Below is the HTML code that I want to parse through in Swift:
<td class="pinyin">
<a href="rsc/audio/voice_pinyin_pz/yi1.mp3">
<span class="mpt1">yī</span></a>
<a href="rsc/audio/voice_pinyin_pz/yan3.mp3">
<span class="mpt3">yǎn</span>
</a>
</td>
I have read that Regex is not a good way to parse through HTML but nevertheless I have written an expression that capture what I want (which are the letters between the span): yī
and yǎn
Regex expression:
/pinyin.+<span.+>(.+)<\/.+<span.+>(.+)<\//Us
I was wondering how to implement it in so that I can capture both yī
and yǎn
at the same time and save it into an array. Also, I was wondering if there is another way that I would be able to do this without Regex.
EDIT:
I ended up using TFHpple as suggested by Rob. Although I did take a long time to figure out how to import it into Swift so I thought it would be helpful to post it here for convenience:
1. Open your project and drag the TFHpple files into it
2. At this point XCode will probably prompt you to create a bridging-header class file if you haven't included any Obj-C code in your current project.
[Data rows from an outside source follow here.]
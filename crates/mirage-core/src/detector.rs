//! Adaptive per-endpoint latency anomaly detection
//!
//! Welford's online algorithm with optional exponential decay. Every
//! threshold is learned from real traffic: a slow AI endpoint's 10 s latency
//! becomes its own baseline, while a 1 s spike on a fast endpoint is
//! correctly flagged. O(1) per update, no stored history.
//!
//! The learned table is persisted to a small JSON document (written to a
//! temp file and renamed, so a crash never truncates it) and reloaded on
//! start, so baselines survive restarts.

use parking_lot::Mutex;
use serde::{Deserialize, Serialize};
use std::collections::HashMap;
use std::path::{Path, PathBuf};
use tracing::{info, warn};

/// Observations required before anomaly detection activates. Below this the
/// detector is in learning mode and never flags.
pub const MIN_LEARNING_SAMPLES: u64 = 5;

/// Z-score above which a latency is anomalous.
pub const ANOMALY_Z_THRESHOLD: f64 = 3.0;

/// Exponential decay applied to old observations (1.0 = no decay).
pub const DECAY_FACTOR: f64 = 0.98;

/// Welford state for one endpoint.
#[derive(Debug, Clone, Copy, Default, PartialEq, Serialize, Deserialize)]
pub struct WelfordStats {
    /// Total observations ever recorded.
    #[serde(default)]
    pub count: u64,
    /// Running mean latency in milliseconds.
    #[serde(default)]
    pub mean: f64,
    /// Running sum of squared deviations.
    #[serde(default, rename = "M2")]
    pub m2: f64,
    /// Sample standard deviation (Bessel-corrected).
    #[serde(default)]
    pub std: f64,
    /// Effective observation count after decay.
    #[serde(default)]
    pub eff_count: f64,
}

impl WelfordStats {
    /// Whether this endpoint has collected enough samples to detect.
    pub fn is_warm(&self) -> bool {
        self.count >= MIN_LEARNING_SAMPLES
    }
}

/// Detector severity for a single observation.
#[derive(Debug, Clone, Copy, PartialEq, Eq, Serialize, Deserialize)]
#[serde(rename_all = "lowercase")]
pub enum AnomalySeverity {
    /// Within the learned baseline.
    None,
    /// Above the anomaly threshold.
    Medium,
    /// Far above the anomaly threshold (z > 2× threshold).
    High,
}

/// Full evaluation of one latency observation against the baseline.
#[derive(Debug, Clone, Serialize)]
pub struct AnomalyDetail {
    /// Whether the observation is anomalous.
    pub is_anomaly: bool,
    /// Z-score against the learned baseline (0 when unavailable).
    pub z_score: f64,
    /// Severity bucket.
    pub severity: AnomalySeverity,
    /// Human-readable assessment.
    pub message: String,
    /// `"learning"` until warm, `"active"` after.
    pub mode: &'static str,
    /// Learned mean latency.
    pub mean: f64,
    /// Learned latency standard deviation.
    pub std: f64,
    /// Observation count.
    pub count: u64,
    /// Piecewise-linear request health score (0–100).
    pub health_score: f64,
}

/// Per-endpoint latency anomaly detector.
pub struct AdaptiveDetector {
    stats: Mutex<HashMap<String, WelfordStats>>,
    persist_path: Option<PathBuf>,
    use_decay: bool,
}

impl AdaptiveDetector {
    /// Create a detector, loading persisted baselines when `persist_path`
    /// exists.
    pub fn new(persist_path: Option<PathBuf>) -> Self {
        let mut stats = HashMap::new();
        if let Some(path) = &persist_path {
            match load_stats(path) {
                Ok(Some(loaded)) => {
                    info!(endpoints = loaded.len(), "adaptive detector baselines loaded");
                    stats = loaded;
                }
                Ok(None) => {}
                Err(e) => warn!(error = %e, "could not load detector baselines"),
            }
        }
        Self {
            stats: Mutex::new(stats),
            persist_path,
            use_decay: true,
        }
    }

    /// In-memory detector with no persistence.
    pub fn in_memory() -> Self {
        Self::new(None)
    }

    /// Disable exponential decay (plain Welford). Mostly for tests.
    pub fn without_decay(mut self) -> Self {
        self.use_decay = false;
        self
    }

    /// Record a latency observation and return the updated stats.
    pub fn update(&self, endpoint: &str, latency_ms: f64) -> WelfordStats {
        let updated = {
            let mut table = self.stats.lock();
            let stats = table.entry(endpoint.to_string()).or_default();

            if self.use_decay && stats.count > 0 {
                // Shrink the weight of history so the baseline can follow a
                // drifting endpoint
                stats.m2 *= DECAY_FACTOR;
                stats.eff_count = stats.eff_count * DECAY_FACTOR + 1.0;
            } else {
                stats.eff_count = (stats.count + 1) as f64;
            }
            stats.count += 1;

            let n = if self.use_decay {
                stats.eff_count
            } else {
                stats.count as f64
            };

            let delta = latency_ms - stats.mean;
            stats.mean += delta / n;
            let delta2 = latency_ms - stats.mean; // uses the UPDATED mean
            stats.m2 += delta * delta2;

            stats.std = if n >= 2.0 {
                (stats.m2.max(0.0) / (n - 1.0)).sqrt()
            } else {
                0.0
            };

            *stats
        };

        self.persist();
        updated
    }

    /// Whether `latency_ms` is anomalous for this endpoint.
    ///
    /// Always false during warm-up (fewer than [`MIN_LEARNING_SAMPLES`]
    /// observations), so new endpoints never produce false positives. Once
    /// warm, a zero-variance baseline treats any deviation as anomalous.
    pub fn is_anomaly(&self, endpoint: &str, latency_ms: f64) -> bool {
        let table = self.stats.lock();
        let Some(stats) = table.get(endpoint) else {
            return false;
        };
        if !stats.is_warm() {
            return false;
        }
        if stats.std <= f64::EPSILON {
            return (latency_ms - stats.mean).abs() > f64::EPSILON;
        }
        self.z(stats, latency_ms) > ANOMALY_Z_THRESHOLD
    }

    /// Z-score of a latency against the endpoint baseline, 0 when no usable
    /// baseline exists.
    pub fn z_score(&self, endpoint: &str, latency_ms: f64) -> f64 {
        let table = self.stats.lock();
        match table.get(endpoint) {
            Some(stats) if stats.std > f64::EPSILON => self.z(stats, latency_ms),
            _ => 0.0,
        }
    }

    fn z(&self, stats: &WelfordStats, latency_ms: f64) -> f64 {
        (latency_ms - stats.mean).abs() / stats.std
    }

    /// Request health score from 0 to 100, piecewise linear on the z-score:
    /// 100 within 1σ, sloping to 0 past roughly 10σ. No penalty during
    /// warm-up.
    pub fn health_score(&self, endpoint: &str, latency_ms: f64) -> f64 {
        let table = self.stats.lock();
        let Some(stats) = table.get(endpoint) else {
            return 100.0;
        };
        if !stats.is_warm() || stats.std <= f64::EPSILON {
            return 100.0;
        }
        let z = self.z(stats, latency_ms);
        score_for_z(z)
    }

    /// Full evaluation of one observation, for health monitoring and the
    /// control plane.
    pub fn evaluate(&self, endpoint: &str, latency_ms: f64) -> AnomalyDetail {
        let stats = self.stats(endpoint);

        if !stats.is_warm() {
            return AnomalyDetail {
                is_anomaly: false,
                z_score: 0.0,
                severity: AnomalySeverity::None,
                message: format!(
                    "Learning mode ({}/{MIN_LEARNING_SAMPLES} samples collected)",
                    stats.count
                ),
                mode: "learning",
                mean: stats.mean,
                std: stats.std,
                count: stats.count,
                health_score: 100.0,
            };
        }

        let zero_variance = stats.std <= f64::EPSILON;
        let z = if zero_variance {
            if (latency_ms - stats.mean).abs() > f64::EPSILON {
                f64::INFINITY
            } else {
                0.0
            }
        } else {
            (latency_ms - stats.mean).abs() / stats.std
        };
        let is_anomaly = z > ANOMALY_Z_THRESHOLD;
        let severity = if z > ANOMALY_Z_THRESHOLD * 2.0 {
            AnomalySeverity::High
        } else if z > ANOMALY_Z_THRESHOLD {
            AnomalySeverity::Medium
        } else {
            AnomalySeverity::None
        };
        let message = if is_anomaly {
            format!(
                "Latency {latency_ms:.0}ms is {z:.1}\u{3c3} above the learned baseline of {:.0}ms \u{b1} {:.0}ms",
                stats.mean, stats.std
            )
        } else {
            format!(
                "Latency {latency_ms:.0}ms is normal (baseline: {:.0}ms \u{b1} {:.0}ms)",
                stats.mean, stats.std
            )
        };

        AnomalyDetail {
            is_anomaly,
            z_score: z,
            severity,
            message,
            mode: "active",
            mean: stats.mean,
            std: stats.std,
            count: stats.count,
            health_score: if zero_variance { 100.0 } else { score_for_z(z) },
        }
    }

    /// Raw stats for an endpoint (zeroed when unseen).
    pub fn stats(&self, endpoint: &str) -> WelfordStats {
        self.stats.lock().get(endpoint).copied().unwrap_or_default()
    }

    /// Number of observations recorded for an endpoint.
    pub fn count(&self, endpoint: &str) -> u64 {
        self.stats(endpoint).count
    }

    /// Stats for every tracked endpoint.
    pub fn all_stats(&self) -> HashMap<String, WelfordStats> {
        self.stats.lock().clone()
    }

    /// Clear the baseline for one endpoint. Returns false when none existed.
    pub fn reset(&self, endpoint: &str) -> bool {
        let removed = self.stats.lock().remove(endpoint).is_some();
        if removed {
            self.persist();
        }
        removed
    }

    /// Wipe every learned baseline. Returns how many were cleared.
    pub fn reset_all(&self) -> usize {
        let cleared = {
            let mut table = self.stats.lock();
            let n = table.len();
            table.clear();
            n
        };
        self.persist();
        cleared
    }

    /// Force an immediate save. Called on shutdown.
    pub fn flush(&self) {
        self.persist();
    }

    fn persist(&self) {
        let Some(path) = &self.persist_path else {
            return;
        };
        let snapshot = self.stats.lock().clone();
        if let Err(e) = save_stats(path, &snapshot) {
            warn!(error = %e, "could not persist detector baselines");
        }
    }
}

fn score_for_z(z: f64) -> f64 {
    if z <= 1.0 {
        100.0
    } else if z <= 2.0 {
        100.0 - (z - 1.0) * 10.0
    } else if z <= 3.0 {
        90.0 - (z - 2.0) * 30.0
    } else if z <= 5.0 {
        60.0 - (z - 3.0) * 20.0
    } else {
        (20.0 - (z - 5.0) * 4.0).max(0.0)
    }
}

fn load_stats(path: &Path) -> crate::Result<Option<HashMap<String, WelfordStats>>> {
    if !path.exists() {
        return Ok(None);
    }
    let text = std::fs::read_to_string(path)?;
    Ok(Some(serde_json::from_str(&text)?))
}

fn save_stats(path: &Path, stats: &HashMap<String, WelfordStats>) -> crate::Result<()> {
    if let Some(dir) = path.parent() {
        std::fs::create_dir_all(dir)?;
    }
    let tmp = path.with_extension("json.tmp");
    std::fs::write(&tmp, serde_json::to_vec_pretty(stats)?)?;
    std::fs::rename(&tmp, path)?;
    Ok(())
}

#[cfg(test)]
mod tests {
    use super::*;

    #[test]
    fn warm_up_never_flags() {
        let detector = AdaptiveDetector::in_memory();
        for _ in 0..4 {
            detector.update("/api", 200.0);
        }
        // 2000ms is wildly off, but only 4 samples collected
        assert!(!detector.is_anomaly("/api", 2000.0));
        assert_eq!(detector.stats("/api").count, 4);
    }

    #[test]
    fn flags_once_warm() {
        let detector = AdaptiveDetector::in_memory();
        for _ in 0..4 {
            detector.update("/api", 200.0);
        }
        assert!(!detector.is_anomaly("/api", 2000.0));

        detector.update("/api", 200.0);
        assert!(detector.is_anomaly("/api", 2000.0));
        assert!(!detector.is_anomaly("/api", 200.0));
    }

    #[test]
    fn tolerates_normal_variance() {
        let detector = AdaptiveDetector::in_memory();
        for latency in [200.0, 210.0, 190.0, 205.0, 195.0, 200.0, 202.0] {
            detector.update("/api", latency);
        }
        assert!(!detector.is_anomaly("/api", 207.0));
        assert!(detector.is_anomaly("/api", 2000.0));
    }

    #[test]
    fn welford_mean_matches_arithmetic_mean_without_decay() {
        let detector = AdaptiveDetector::in_memory().without_decay();
        let samples = [100.0, 150.0, 200.0, 250.0, 300.0];
        for s in samples {
            detector.update("/api", s);
        }
        let stats = detector.stats("/api");
        assert!((stats.mean - 200.0).abs() < 1e-9);
        // Sample std of the series
        assert!((stats.std - 79.0569).abs() < 1e-3);
    }

    #[test]
    fn decay_lets_the_baseline_follow_a_shift() {
        let detector = AdaptiveDetector::in_memory();
        for _ in 0..50 {
            detector.update("/api", 100.0);
        }
        for _ in 0..100 {
            detector.update("/api", 500.0);
        }
        let stats = detector.stats("/api");
        assert!(stats.mean > 400.0, "mean {} should approach 500", stats.mean);
    }

    #[test]
    fn unknown_endpoint_is_never_anomalous() {
        let detector = AdaptiveDetector::in_memory();
        assert!(!detector.is_anomaly("/never-seen", 10_000.0));
        assert_eq!(detector.health_score("/never-seen", 10_000.0), 100.0);
    }

    #[test]
    fn health_score_is_piecewise_on_z() {
        assert_eq!(score_for_z(0.5), 100.0);
        assert_eq!(score_for_z(1.5), 95.0);
        assert_eq!(score_for_z(2.5), 75.0);
        assert_eq!(score_for_z(4.0), 40.0);
        assert_eq!(score_for_z(12.0), 0.0);
    }

    #[test]
    fn reset_clears_a_single_baseline() {
        let detector = AdaptiveDetector::in_memory();
        detector.update("/a", 100.0);
        detector.update("/b", 100.0);
        assert!(detector.reset("/a"));
        assert!(!detector.reset("/a"));
        assert_eq!(detector.count("/a"), 0);
        assert_eq!(detector.count("/b"), 1);
    }

    #[test]
    fn persists_and_reloads_baselines() {
        let dir = tempfile::tempdir().expect("tempdir");
        let path = dir.path().join("detector_stats.json");

        let detector = AdaptiveDetector::new(Some(path.clone()));
        for _ in 0..6 {
            detector.update("/api", 120.0);
        }
        drop(detector);

        let reloaded = AdaptiveDetector::new(Some(path));
        let stats = reloaded.stats("/api");
        assert_eq!(stats.count, 6);
        assert!((stats.mean - 120.0).abs() < 1e-9);
    }
}
//! # Mirage Core
//!
//! The learning and simulation engine behind the Mirage adaptive mock
//! platform. This crate has no I/O surface of its own; the HTTP layer and
//! the store build on it.
//!
//! ## Overview
//!
//! - **Path normalization**: collapse high-cardinality paths into stable
//!   endpoint patterns (`/users/42` → `/users/{id}`)
//! - **Schema intelligence**: learn structural JSON schemas from live
//!   traffic, classify contract changes by severity, and generate realistic
//!   mock payloads from what was learned
//! - **Adaptive detection**: per-endpoint Welford latency baselines with
//!   exponential decay and disk persistence
//! - **Health monitoring**: latency/error/size/drift signals blended into
//!   per-endpoint and global health scores
//! - **Chaos**: named failure profiles and effective chaos computation
//! - **Log ring**: the bounded head-insert request log the live feed
//!   broadcasts from
//! - **Platform state**: the process-wide mode/learning/profile/target
//!   switches

pub mod chaos;
pub mod detector;
pub mod error;
pub mod health;
pub mod normalize;
pub mod platform;
pub mod ring;
pub mod schema;

pub use chaos::ChaosProfile;
pub use detector::{AdaptiveDetector, AnomalyDetail, AnomalySeverity, WelfordStats};
pub use error::{Error, Result};
pub use health::{GlobalHealth, HealthAssessment, HealthInput, HealthMonitor, HealthStatus};
pub use normalize::normalize_path;
pub use platform::{Platform, PlatformMode, PlatformSnapshot};
pub use ring::{LogEntry, LogRing, ServeMode, LOG_RING_CAPACITY};
pub use schema::{
    compare, drift_score, drift_summary, generate_body, ChangeType, ContractChange, FieldMeta,
    JsonType, SchemaIntelligence, SchemaNode, Severity,
};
In this bridging-header file you should add:
#import <Foundation/Foundation.h>
#import "TFHpple.h"
#import "TFHppleElement.h"
3. Select the target, under General, in Linked Frameworks and Libraries (just scroll down when you are in the General tab and you will see it, add libxml2.2.dylib and libxml2.dylib
4. Under Build Settings, in Header Search Paths, add $(SDKROOT)/usr/include/libxml2 WARNING: be sure that it isn't User Header Search Paths as this is not the same
5. Under Build Settings, in Other Linker Flags, add -lxml2
Enjoy!